TASK DIRECTIONS ->
Search the records for "async". Report every line where it occurs.

### INFORMATION GIVEN

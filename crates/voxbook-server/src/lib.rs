//! HTTP backend for the voxbook booking assistant.
//!
//! Issues LiveKit join tokens for new calls and serves the latest call
//! summary written by the booking agent.

pub mod api;
pub mod config;
pub mod store;
pub mod token;

use axum::{routing::get, Extension, Json, Router};
use serde_json::{json, Value};
use std::sync::Arc;
use store::SummaryStore;
use token::TokenIssuer;
use tower_http::cors::{Any, CorsLayer};

/// Shared application state.
#[derive(Debug)]
pub struct AppState {
    /// Signs join tokens for fresh call rooms.
    pub tokens: TokenIssuer,
    /// Latest call summary.
    pub summaries: SummaryStore,
}

impl AppState {
    pub fn from_config(config: &config::Config) -> Self {
        Self {
            tokens: TokenIssuer::new(config.livekit.clone()),
            summaries: SummaryStore::new(&config.summary.path),
        }
    }
}

async fn root() -> &'static str {
    "OK"
}

/// Health check handler.
async fn health() -> Json<Value> {
    Json(json!({
        "status": "ok",
        "version": env!("CARGO_PKG_VERSION")
    }))
}

/// Builds the application router with all routes.
pub fn app(state: AppState) -> Router {
    Router::new()
        .route("/", get(root))
        .route("/health", get(health))
        .route("/api/token", get(api::token_handler))
        .route("/api/summary", get(api::summary_handler))
        .layer(
            CorsLayer::new()
                .allow_origin(Any)
                .allow_methods(Any)
                .allow_headers(Any),
        )
        .layer(Extension(Arc::new(state)))
}
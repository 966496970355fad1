//! Display formatting for appointment slots and summary timestamps.
//!
//! Slots written by the booking backend are naive local times such as
//! `2026-01-20T10:00:00`. Those are rendered from their literal components so
//! the displayed time is never shifted by a timezone conversion. Anything
//! else is parsed as RFC 3339 and shown in the viewer's local time. Input
//! that cannot be parsed is returned unchanged.

use chrono::{DateTime, Local, TimeZone};

const MONTHS: [&str; 12] = [
    "Jan", "Feb", "Mar", "Apr", "May", "Jun", "Jul", "Aug", "Sep", "Oct", "Nov", "Dec",
];

/// Formats a slot, e.g. `2026-01-20T14:30:00` -> `Jan 20, 2026 at 2:30 PM`.
pub fn format_slot(slot: &str) -> String {
    format_slot_in(slot, &Local)
}

/// [`format_slot`] with an explicit display timezone for zoned input.
pub fn format_slot_in<Tz>(slot: &str, tz: &Tz) -> String
where
    Tz: TimeZone,
    Tz::Offset: std::fmt::Display,
{
    if slot.is_empty() {
        return String::new();
    }

    if slot.contains('T') && !slot.ends_with('Z') {
        if let Some(formatted) = format_literal(slot) {
            return formatted;
        }
    }

    format_zoned(slot, tz).unwrap_or_else(|| slot.to_string())
}

/// Formats a summary timestamp in local time, e.g. `Jan 20, 2026, 10:00 AM`.
pub fn format_timestamp(timestamp: &str) -> String {
    format_timestamp_in(timestamp, &Local)
}

pub fn format_timestamp_in<Tz>(timestamp: &str, tz: &Tz) -> String
where
    Tz: TimeZone,
    Tz::Offset: std::fmt::Display,
{
    format_zoned(timestamp, tz).unwrap_or_else(|| timestamp.to_string())
}

/// Splits `YYYY-MM-DDTHH:MM[...]` into its parts without any timezone math.
fn format_literal(slot: &str) -> Option<String> {
    let (date, time) = slot.split_once('T')?;

    let mut date_parts = date.split('-');
    let year = date_parts.next()?;
    let month: usize = date_parts.next()?.parse().ok()?;
    let day: u32 = date_parts.next()?.parse().ok()?;
    if year.is_empty() || !year.bytes().all(|b| b.is_ascii_digit()) {
        return None;
    }

    let mut time_parts = time.split(':');
    let hours: u32 = time_parts.next()?.parse().ok()?;
    let minutes = time_parts.next()?;
    if minutes.len() != 2 || !minutes.bytes().all(|b| b.is_ascii_digit()) {
        return None;
    }

    let month_name = MONTHS.get(month.checked_sub(1)?)?;
    if !(1..=31).contains(&day) || hours > 23 {
        return None;
    }

    let meridiem = if hours >= 12 { "PM" } else { "AM" };
    let hours_12 = match hours % 12 {
        0 => 12,
        h => h,
    };

    Some(format!(
        "{} {}, {} at {}:{} {}",
        month_name, day, year, hours_12, minutes, meridiem
    ))
}

fn format_zoned<Tz>(value: &str, tz: &Tz) -> Option<String>
where
    Tz: TimeZone,
    Tz::Offset: std::fmt::Display,
{
    let parsed = DateTime::parse_from_rfc3339(value).ok()?;
    Some(
        parsed
            .with_timezone(tz)
            .format("%b %-d, %Y, %-I:%M %p")
            .to_string(),
    )
}
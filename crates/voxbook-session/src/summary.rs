//! Post-call summary retrieval with bounded retry.
//!
//! A retrieval makes one initial request followed by at most
//! [`RetryPolicy::max_retries`] retries, each retry starting no earlier than
//! [`RetryPolicy::delay`] after the previous failure. Every failure cause
//! (transport error, non-success status, undecodable body) is handled the
//! same way. When the retries run out a fallback summary is synthesized, so
//! a retrieval always produces something to show.

use crate::backend::CallBackend;
use std::time::Duration;
use voxbook_types::CallSummary;

/// Retry settings for summary retrieval.
#[derive(Debug, Clone, Copy, PartialEq, Eq)]
pub struct RetryPolicy {
    /// Retries after the initial attempt. Total attempts = `max_retries + 1`.
    pub max_retries: u32,
    /// Fixed delay before each retry.
    pub delay: Duration,
}

impl Default for RetryPolicy {
    fn default() -> Self {
        Self {
            max_retries: 5,
            delay: Duration::from_secs(1),
        }
    }
}

impl RetryPolicy {
    pub fn total_attempts(&self) -> u32 {
        self.max_retries.saturating_add(1)
    }
}

/// Where a retrieved summary came from.
#[derive(Debug, Clone, Copy, PartialEq, Eq)]
pub enum SummarySource {
    /// Returned by the backend on the given 1-based attempt.
    Backend { attempt: u32 },
    /// Synthesized after every attempt failed.
    Fallback { attempts: u32 },
}

#[derive(Debug, Clone, PartialEq, Eq)]
pub struct RetrievedSummary {
    pub summary: CallSummary,
    pub source: SummarySource,
}

impl RetrievedSummary {
    pub fn is_fallback(&self) -> bool {
        matches!(self.source, SummarySource::Fallback { .. })
    }
}

/// Fetches the post-call summary, retrying per `policy`.
///
/// Always returns a summary. Cancellation is done by dropping the future
/// (or aborting the task running it).
pub async fn retrieve_summary(backend: &dyn CallBackend, policy: RetryPolicy) -> RetrievedSummary {
    let total = policy.total_attempts();

    for attempt in 1..=total {
        if attempt > 1 {
            tokio::time::sleep(policy.delay).await;
        }

        tracing::debug!(attempt, remaining = total - attempt, "fetching call summary");
        match backend.fetch_summary().await {
            Ok(summary) => {
                tracing::info!(
                    attempt,
                    appointments = summary.appointments.len(),
                    "call summary retrieved"
                );
                return RetrievedSummary {
                    summary,
                    source: SummarySource::Backend { attempt },
                };
            }
            Err(e) => {
                tracing::warn!(attempt, error = %e, "summary fetch failed");
            }
        }
    }

    tracing::warn!(attempts = total, "summary retries exhausted, using fallback");
    RetrievedSummary {
        summary: CallSummary::fallback(),
        source: SummarySource::Fallback { attempts: total },
    }
}
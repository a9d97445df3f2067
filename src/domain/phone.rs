//! PhoneNumber value object and the format policy it is validated against.

use super::errors::ValidationError;
use once_cell::sync::Lazy;
use regex::Regex;
use serde::{Serialize, Serializer};
use std::fmt;
use std::str::FromStr;

static TEN_DIGIT: Lazy<Regex> = Lazy::new(|| Regex::new(r"^[0-9]{10}$").unwrap());
static E164: Lazy<Regex> = Lazy::new(|| Regex::new(r"^\+1[0-9]{10}$").unwrap());

/// Which phone-number format incoming rosters are validated against.
///
/// The two formats are mutually incompatible, so the active one is a
/// configuration choice made once per run, not a per-number toggle. The
/// `texts-v2` wire protocol expects E.164; the other two expect raw ten-digit
/// numbers.
#[derive(Debug, Clone, Copy, PartialEq, Eq)]
pub enum PhoneFormat {
    /// Exactly ten ASCII digits with no separators ("5555555551").
    TenDigit,

    /// `+1` followed by ten digits ("+15555555551").
    E164,
}

impl PhoneFormat {
    fn regex(&self) -> &'static Regex {
        match self {
            Self::TenDigit => &TEN_DIGIT,
            Self::E164 => &E164,
        }
    }
}

impl fmt::Display for PhoneFormat {
    fn fmt(&self, f: &mut fmt::Formatter<'_>) -> fmt::Result {
        match self {
            Self::TenDigit => write!(f, "ten-digit"),
            Self::E164 => write!(f, "e164"),
        }
    }
}

impl FromStr for PhoneFormat {
    type Err = String;

    fn from_str(value: &str) -> Result<Self, Self::Err> {
        match value {
            "ten-digit" => Ok(Self::TenDigit),
            "e164" => Ok(Self::E164),
            other => Err(format!(
                "Unrecognized phone format {:?} (expected ten-digit or e164)",
                other
            )),
        }
    }
}

/// A type-safe wrapper for USA phone numbers.
///
/// A `PhoneNumber` can only be constructed through [`PhoneNumber::parse`],
/// which checks the value against a [`PhoneFormat`]. Once constructed it is
/// an opaque comparable value: `Ord` follows the underlying string, so sorted
/// recipient lists come out deterministic.
///
/// There is deliberately no `Deserialize` impl — the format in force is
/// run-time configuration, so documents carry raw strings that are validated
/// during resolution.
///
/// # Example
///
/// ```
/// use pushbullet_sms::domain::{PhoneFormat, PhoneNumber};
///
/// let phone = PhoneNumber::parse("5555555551", PhoneFormat::TenDigit).unwrap();
/// assert_eq!(phone.as_str(), "5555555551");
/// ```
#[derive(Debug, Clone, PartialEq, Eq, PartialOrd, Ord, Hash)]
pub struct PhoneNumber(String);

impl PhoneNumber {
    /// Validate `value` against `format` and wrap it.
    ///
    /// # Errors
    ///
    /// Returns `ValidationError::InvalidPhone` if the value does not match
    /// the format exactly.
    pub fn parse(value: impl Into<String>, format: PhoneFormat) -> Result<Self, ValidationError> {
        let value = value.into();

        if !format.regex().is_match(&value) {
            return Err(ValidationError::InvalidPhone { value, format });
        }

        Ok(Self(value))
    }

    /// Get the phone number as a string slice.
    pub fn as_str(&self) -> &str {
        &self.0
    }

    /// Convert into the underlying String.
    pub fn into_inner(self) -> String {
        self.0
    }
}

// Serde support - serialize as string
impl Serialize for PhoneNumber {
    fn serialize<S>(&self, serializer: S) -> Result<S::Ok, S::Error>
    where
        S: Serializer,
    {
        self.0.serialize(serializer)
    }
}

// Display support
impl fmt::Display for PhoneNumber {
    fn fmt(&self, f: &mut fmt::Formatter<'_>) -> fmt::Result {
        write!(f, "{}", self.0)
    }
}

#[cfg(test)]
mod tests {
    use super::*;

    #[test]
    fn test_ten_digit_valid() {
        let phone = PhoneNumber::parse("5555555551", PhoneFormat::TenDigit).unwrap();
        assert_eq!(phone.as_str(), "5555555551");
    }

    #[test]
    fn test_ten_digit_rejects_other_shapes() {
        assert!(PhoneNumber::parse("", PhoneFormat::TenDigit).is_err());
        assert!(PhoneNumber::parse("555555555", PhoneFormat::TenDigit).is_err());
        assert!(PhoneNumber::parse("55555555510", PhoneFormat::TenDigit).is_err());
        assert!(PhoneNumber::parse("+15555555551", PhoneFormat::TenDigit).is_err());
        assert!(PhoneNumber::parse("555-555-5551", PhoneFormat::TenDigit).is_err());
        assert!(PhoneNumber::parse("555555555a", PhoneFormat::TenDigit).is_err());
    }

    #[test]
    fn test_e164_valid() {
        let phone = PhoneNumber::parse("+15555555551", PhoneFormat::E164).unwrap();
        assert_eq!(phone.as_str(), "+15555555551");
    }

    #[test]
    fn test_e164_rejects_other_shapes() {
        assert!(PhoneNumber::parse("5555555551", PhoneFormat::E164).is_err());
        assert!(PhoneNumber::parse("+25555555551", PhoneFormat::E164).is_err());
        assert!(PhoneNumber::parse("+1555555555", PhoneFormat::E164).is_err());
        assert!(PhoneNumber::parse("+155555555511", PhoneFormat::E164).is_err());
    }

    #[test]
    fn test_ordering_is_lexicographic() {
        let a = PhoneNumber::parse("5555555551", PhoneFormat::TenDigit).unwrap();
        let b = PhoneNumber::parse("5555555552", PhoneFormat::TenDigit).unwrap();
        assert!(a < b);
    }

    #[test]
    fn test_phone_display() {
        let phone = PhoneNumber::parse("5555555551", PhoneFormat::TenDigit).unwrap();
        assert_eq!(format!("{}", phone), "5555555551");
    }

    #[test]
    fn test_phone_serialization() {
        let phone = PhoneNumber::parse("5555555551", PhoneFormat::TenDigit).unwrap();
        let json = serde_json::to_string(&phone).unwrap();
        assert_eq!(json, "\"5555555551\"");
    }

    #[test]
    fn test_format_parsing() {
        assert_eq!("ten-digit".parse::<PhoneFormat>(), Ok(PhoneFormat::TenDigit));
        assert_eq!("e164".parse::<PhoneFormat>(), Ok(PhoneFormat::E164));
        assert!("E164".parse::<PhoneFormat>().is_err());
    }

    #[test]
    fn test_invalid_phone_error_names_the_format() {
        let err = PhoneNumber::parse("123", PhoneFormat::E164).unwrap_err();
        assert!(err.to_string().contains("E.164"));
    }
}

######

SOLUTION TO THIS TASK ->
async fn root() -> &'static str {
async fn health() -> Json<Value> {
pub async fn retrieve_summary(backend: &dyn CallBackend, policy: RetryPolicy) -> RetrievedSummary {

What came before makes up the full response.